TO DO:
In the material below, some lines may hold the word "decodes"; state how many do, giving only the number.
-=-=-
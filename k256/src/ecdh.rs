//! Elliptic Curve Diffie-Hellman Support.
//!
//! This module contains a low-level interface for Diffie-Hellman key
//! agreement over the secp256k1 elliptic curve.
//!
//! # Usage
//!
//! This usage example is from the perspective of two participants in the
//! exchange, nicknamed "Alice" and "Bob".
//!
//! ```
//! # #[cfg(feature = "ecdh")]
//! # {
//! use jacobian_k256::{AffinePoint, U256, ecdh};
//!
//! // Alice
//! let alice_secret = U256::from_u64(0xa11ce);
//! let alice_pk_bytes = ecdh::public_key(&alice_secret).to_uncompressed().unwrap();
//!
//! // Bob
//! let bob_secret = U256::from_u64(0xb0b);
//! let bob_pk_bytes = ecdh::public_key(&bob_secret).to_uncompressed().unwrap();
//!
//! // Alice decodes Bob's serialized public key and computes a shared secret from it
//! let bob_public = AffinePoint::from_uncompressed(&bob_pk_bytes)
//!     .expect("bob's public key is invalid!"); // In real usage, don't panic, handle this!
//!
//! let alice_shared = ecdh::diffie_hellman(&alice_secret, &bob_public).unwrap();
//!
//! // Bob decodes Alice's serialized public key and computes the same shared secret
//! let alice_public = AffinePoint::from_uncompressed(&alice_pk_bytes)
//!     .expect("alice's public key is invalid!"); // In real usage, don't panic, handle this!
//!
//! let bob_shared = ecdh::diffie_hellman(&bob_secret, &alice_public).unwrap();
//!
//! // Both participants arrive on the same shared secret
//! assert_eq!(alice_shared.raw_secret_bytes(), bob_shared.raw_secret_bytes());
//! # }
//! ```

use crate::{AffinePoint, Result, Secp256k1, U256};

/// Shared secret value computed via ECDH key agreement.
pub use jacobian::ecdh::SharedSecret;

/// secp256k1 public key `[secret] G`.
pub fn public_key(secret: &U256) -> AffinePoint {
    jacobian::ecdh::public_key::<Secp256k1>(secret)
}

/// Shared point `[secret] public`, without validating either input.
pub fn derive_key(secret: &U256, public: &AffinePoint) -> AffinePoint {
    jacobian::ecdh::derive_key(secret, public)
}

/// Validate `secret` and `public`, then compute the shared secret.
pub fn diffie_hellman(secret: &U256, public: &AffinePoint) -> Result<SharedSecret> {
    jacobian::ecdh::diffie_hellman(secret, public)
}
-=-=-
SOLUTION:
2